> [Exercise requirements]: Transcribe the records underneath word for word, and leave no line out.

Stored data entries:
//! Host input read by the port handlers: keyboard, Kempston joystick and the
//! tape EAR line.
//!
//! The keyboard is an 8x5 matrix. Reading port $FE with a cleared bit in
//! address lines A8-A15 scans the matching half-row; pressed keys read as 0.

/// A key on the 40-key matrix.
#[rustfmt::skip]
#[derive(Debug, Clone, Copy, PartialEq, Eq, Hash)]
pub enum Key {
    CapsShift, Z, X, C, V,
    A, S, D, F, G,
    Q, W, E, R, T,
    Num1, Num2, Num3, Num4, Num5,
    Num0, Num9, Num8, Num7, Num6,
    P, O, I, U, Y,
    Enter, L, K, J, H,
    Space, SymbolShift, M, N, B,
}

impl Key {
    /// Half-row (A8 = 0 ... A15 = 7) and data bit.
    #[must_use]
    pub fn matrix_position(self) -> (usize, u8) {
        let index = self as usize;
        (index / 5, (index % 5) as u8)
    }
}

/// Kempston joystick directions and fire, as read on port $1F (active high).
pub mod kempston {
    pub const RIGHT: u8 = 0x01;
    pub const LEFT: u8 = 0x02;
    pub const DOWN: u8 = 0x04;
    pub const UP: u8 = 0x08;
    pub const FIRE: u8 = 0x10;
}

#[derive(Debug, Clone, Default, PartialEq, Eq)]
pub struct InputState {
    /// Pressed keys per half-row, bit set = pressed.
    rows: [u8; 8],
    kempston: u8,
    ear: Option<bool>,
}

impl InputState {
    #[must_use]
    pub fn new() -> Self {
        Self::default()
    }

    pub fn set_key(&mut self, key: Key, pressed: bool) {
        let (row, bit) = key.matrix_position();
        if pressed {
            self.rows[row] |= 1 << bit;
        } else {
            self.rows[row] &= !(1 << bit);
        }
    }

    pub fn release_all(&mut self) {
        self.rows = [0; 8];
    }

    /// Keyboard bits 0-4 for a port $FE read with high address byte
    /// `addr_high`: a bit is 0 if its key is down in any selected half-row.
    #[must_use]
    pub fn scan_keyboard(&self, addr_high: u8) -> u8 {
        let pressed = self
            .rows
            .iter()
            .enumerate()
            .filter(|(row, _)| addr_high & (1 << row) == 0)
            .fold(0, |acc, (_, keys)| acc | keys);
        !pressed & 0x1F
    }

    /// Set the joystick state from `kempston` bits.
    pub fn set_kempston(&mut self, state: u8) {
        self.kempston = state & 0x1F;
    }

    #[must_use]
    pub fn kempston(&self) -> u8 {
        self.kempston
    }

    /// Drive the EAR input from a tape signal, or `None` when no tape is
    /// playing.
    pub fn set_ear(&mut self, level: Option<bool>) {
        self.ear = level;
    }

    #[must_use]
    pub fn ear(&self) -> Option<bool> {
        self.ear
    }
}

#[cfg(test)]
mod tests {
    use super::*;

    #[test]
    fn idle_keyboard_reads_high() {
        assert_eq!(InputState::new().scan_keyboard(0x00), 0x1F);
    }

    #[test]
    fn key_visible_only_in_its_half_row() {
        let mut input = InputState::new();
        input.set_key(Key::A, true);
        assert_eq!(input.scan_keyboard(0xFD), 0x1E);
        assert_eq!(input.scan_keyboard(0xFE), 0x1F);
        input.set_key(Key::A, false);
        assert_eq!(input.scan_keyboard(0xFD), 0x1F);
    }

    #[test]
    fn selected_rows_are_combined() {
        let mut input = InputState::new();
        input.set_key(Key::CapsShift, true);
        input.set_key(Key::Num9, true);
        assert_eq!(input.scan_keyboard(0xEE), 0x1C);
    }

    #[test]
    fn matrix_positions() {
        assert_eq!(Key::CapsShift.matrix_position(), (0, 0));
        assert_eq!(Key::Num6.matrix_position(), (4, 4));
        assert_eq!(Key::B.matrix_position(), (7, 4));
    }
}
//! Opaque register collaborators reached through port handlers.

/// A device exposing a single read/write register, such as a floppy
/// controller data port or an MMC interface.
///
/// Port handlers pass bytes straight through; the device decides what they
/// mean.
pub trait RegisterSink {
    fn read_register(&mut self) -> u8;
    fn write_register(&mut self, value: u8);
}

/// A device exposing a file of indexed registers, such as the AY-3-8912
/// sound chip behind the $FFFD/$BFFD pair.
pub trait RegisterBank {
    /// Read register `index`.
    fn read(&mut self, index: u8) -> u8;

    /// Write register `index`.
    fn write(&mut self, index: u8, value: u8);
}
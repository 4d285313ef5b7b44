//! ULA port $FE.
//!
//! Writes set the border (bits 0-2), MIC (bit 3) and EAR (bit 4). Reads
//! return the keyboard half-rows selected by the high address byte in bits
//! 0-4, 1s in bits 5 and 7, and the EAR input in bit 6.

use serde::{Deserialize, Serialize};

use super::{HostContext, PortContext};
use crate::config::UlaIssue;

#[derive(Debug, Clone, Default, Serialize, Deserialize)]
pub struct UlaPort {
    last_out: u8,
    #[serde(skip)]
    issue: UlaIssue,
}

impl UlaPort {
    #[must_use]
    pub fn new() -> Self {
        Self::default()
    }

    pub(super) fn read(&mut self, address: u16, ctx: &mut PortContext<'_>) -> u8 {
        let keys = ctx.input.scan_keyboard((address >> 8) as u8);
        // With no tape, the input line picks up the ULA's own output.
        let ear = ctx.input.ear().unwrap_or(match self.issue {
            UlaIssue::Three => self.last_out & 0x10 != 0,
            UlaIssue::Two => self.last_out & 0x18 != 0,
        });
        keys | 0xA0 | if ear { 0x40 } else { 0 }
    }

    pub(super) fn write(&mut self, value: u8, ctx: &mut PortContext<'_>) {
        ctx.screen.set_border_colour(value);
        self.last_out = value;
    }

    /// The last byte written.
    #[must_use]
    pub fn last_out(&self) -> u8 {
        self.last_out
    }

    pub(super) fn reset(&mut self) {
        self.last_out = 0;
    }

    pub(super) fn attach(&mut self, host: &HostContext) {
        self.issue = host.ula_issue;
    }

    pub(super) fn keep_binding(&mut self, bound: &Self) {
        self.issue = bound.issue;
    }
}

> [Exercise solution]:
//! Host input read by the port handlers: keyboard, Kempston joystick and the
//! tape EAR line.
//!
//! The keyboard is an 8x5 matrix. Reading port $FE with a cleared bit in
//! address lines A8-A15 scans the matching half-row; pressed keys read as 0.

/// A key on the 40-key matrix.
#[rustfmt::skip]
#[derive(Debug, Clone, Copy, PartialEq, Eq, Hash)]
pub enum Key {
    CapsShift, Z, X, C, V,
    A, S, D, F, G,
    Q, W, E, R, T,
    Num1, Num2, Num3, Num4, Num5,
    Num0, Num9, Num8, Num7, Num6,
    P, O, I, U, Y,
    Enter, L, K, J, H,
    Space, SymbolShift, M, N, B,
}

impl Key {
    /// Half-row (A8 = 0 ... A15 = 7) and data bit.
    #[must_use]
    pub fn matrix_position(self) -> (usize, u8) {
        let index = self as usize;
        (index / 5, (index % 5) as u8)
    }
}

/// Kempston joystick directions and fire, as read on port $1F (active high).
pub mod kempston {
    pub const RIGHT: u8 = 0x01;
    pub const LEFT: u8 = 0x02;
    pub const DOWN: u8 = 0x04;
    pub const UP: u8 = 0x08;
    pub const FIRE: u8 = 0x10;
}

#[derive(Debug, Clone, Default, PartialEq, Eq)]
pub struct InputState {
    /// Pressed keys per half-row, bit set = pressed.
    rows: [u8; 8],
    kempston: u8,
    ear: Option<bool>,
}

impl InputState {
    #[must_use]
    pub fn new() -> Self {
        Self::default()
    }

    pub fn set_key(&mut self, key: Key, pressed: bool) {
        let (row, bit) = key.matrix_position();
        if pressed {
            self.rows[row] |= 1 << bit;
        } else {
            self.rows[row] &= !(1 << bit);
        }
    }

    pub fn release_all(&mut self) {
        self.rows = [0; 8];
    }

    /// Keyboard bits 0-4 for a port $FE read with high address byte
    /// `addr_high`: a bit is 0 if its key is down in any selected half-row.
    #[must_use]
    pub fn scan_keyboard(&self, addr_high: u8) -> u8 {
        let pressed = self
            .rows
            .iter()
            .enumerate()
            .filter(|(row, _)| addr_high & (1 << row) == 0)
            .fold(0, |acc, (_, keys)| acc | keys);
        !pressed & 0x1F
    }

    /// Set the joystick state from `kempston` bits.
    pub fn set_kempston(&mut self, state: u8) {
        self.kempston = state & 0x1F;
    }

    #[must_use]
    pub fn kempston(&self) -> u8 {
        self.kempston
    }

    /// Drive the EAR input from a tape signal, or `None` when no tape is
    /// playing.
    pub fn set_ear(&mut self, level: Option<bool>) {
        self.ear = level;
    }

    #[must_use]
    pub fn ear(&self) -> Option<bool> {
        self.ear
    }
}

#[cfg(test)]
mod tests {
    use super::*;

    #[test]
    fn idle_keyboard_reads_high() {
        assert_eq!(InputState::new().scan_keyboard(0x00), 0x1F);
    }

    #[test]
    fn key_visible_only_in_its_half_row() {
        let mut input = InputState::new();
        input.set_key(Key::A, true);
        assert_eq!(input.scan_keyboard(0xFD), 0x1E);
        assert_eq!(input.scan_keyboard(0xFE), 0x1F);
        input.set_key(Key::A, false);
        assert_eq!(input.scan_keyboard(0xFD), 0x1F);
    }

    #[test]
    fn selected_rows_are_combined() {
        let mut input = InputState::new();
        input.set_key(Key::CapsShift, true);
        input.set_key(Key::Num9, true);
        assert_eq!(input.scan_keyboard(0xEE), 0x1C);
    }

    #[test]
    fn matrix_positions() {
        assert_eq!(Key::CapsShift.matrix_position(), (0, 0));
        assert_eq!(Key::Num6.matrix_position(), (4, 4));
        assert_eq!(Key::B.matrix_position(), (7, 4));
    }
}
//! Opaque register collaborators reached through port handlers.

/// A device exposing a single read/write register, such as a floppy
/// controller data port or an MMC interface.
///
/// Port handlers pass bytes straight through; the device decides what they
/// mean.
pub trait RegisterSink {
    fn read_register(&mut self) -> u8;
    fn write_register(&mut self, value: u8);
}

/// A device exposing a file of indexed registers, such as the AY-3-8912
/// sound chip behind the $FFFD/$BFFD pair.
pub trait RegisterBank {
    /// Read register `index`.
    fn read(&mut self, index: u8) -> u8;

    /// Write register `index`.
    fn write(&mut self, index: u8, value: u8);
}
repository 4d285313ef5b7b44
//! ULA port $FE.
//!
//! Writes set the border (bits 0-2), MIC (bit 3) and EAR (bit 4). Reads
//! return the keyboard half-rows selected by the high address byte in bits
//! 0-4, 1s in bits 5 and 7, and the EAR input in bit 6.

use serde::{Deserialize, Serialize};

use super::{HostContext, PortContext};
use crate::config::UlaIssue;

#[derive(Debug, Clone, Default, Serialize, Deserialize)]
pub struct UlaPort {
    last_out: u8,
    #[serde(skip)]
    issue: UlaIssue,
}

impl UlaPort {
    #[must_use]
    pub fn new() -> Self {
        Self::default()
    }

    pub(super) fn read(&mut self, address: u16, ctx: &mut PortContext<'_>) -> u8 {
        let keys = ctx.input.scan_keyboard((address >> 8) as u8);
        // With no tape, the input line picks up the ULA's own output.
        let ear = ctx.input.ear().unwrap_or(match self.issue {
            UlaIssue::Three => self.last_out & 0x10 != 0,
            UlaIssue::Two => self.last_out & 0x18 != 0,
        });
        keys | 0xA0 | if ear { 0x40 } else { 0 }
    }

    pub(super) fn write(&mut self, value: u8, ctx: &mut PortContext<'_>) {
        ctx.screen.set_border_colour(value);
        self.last_out = value;
    }

    /// The last byte written.
    #[must_use]
    pub fn last_out(&self) -> u8 {
        self.last_out
    }

    pub(super) fn reset(&mut self) {
        self.last_out = 0;
    }

    pub(super) fn attach(&mut self, host: &HostContext) {
        self.issue = host.ula_issue;
    }

    pub(super) fn keep_binding(&mut self, bound: &Self) {
        self.issue = bound.issue;
    }
}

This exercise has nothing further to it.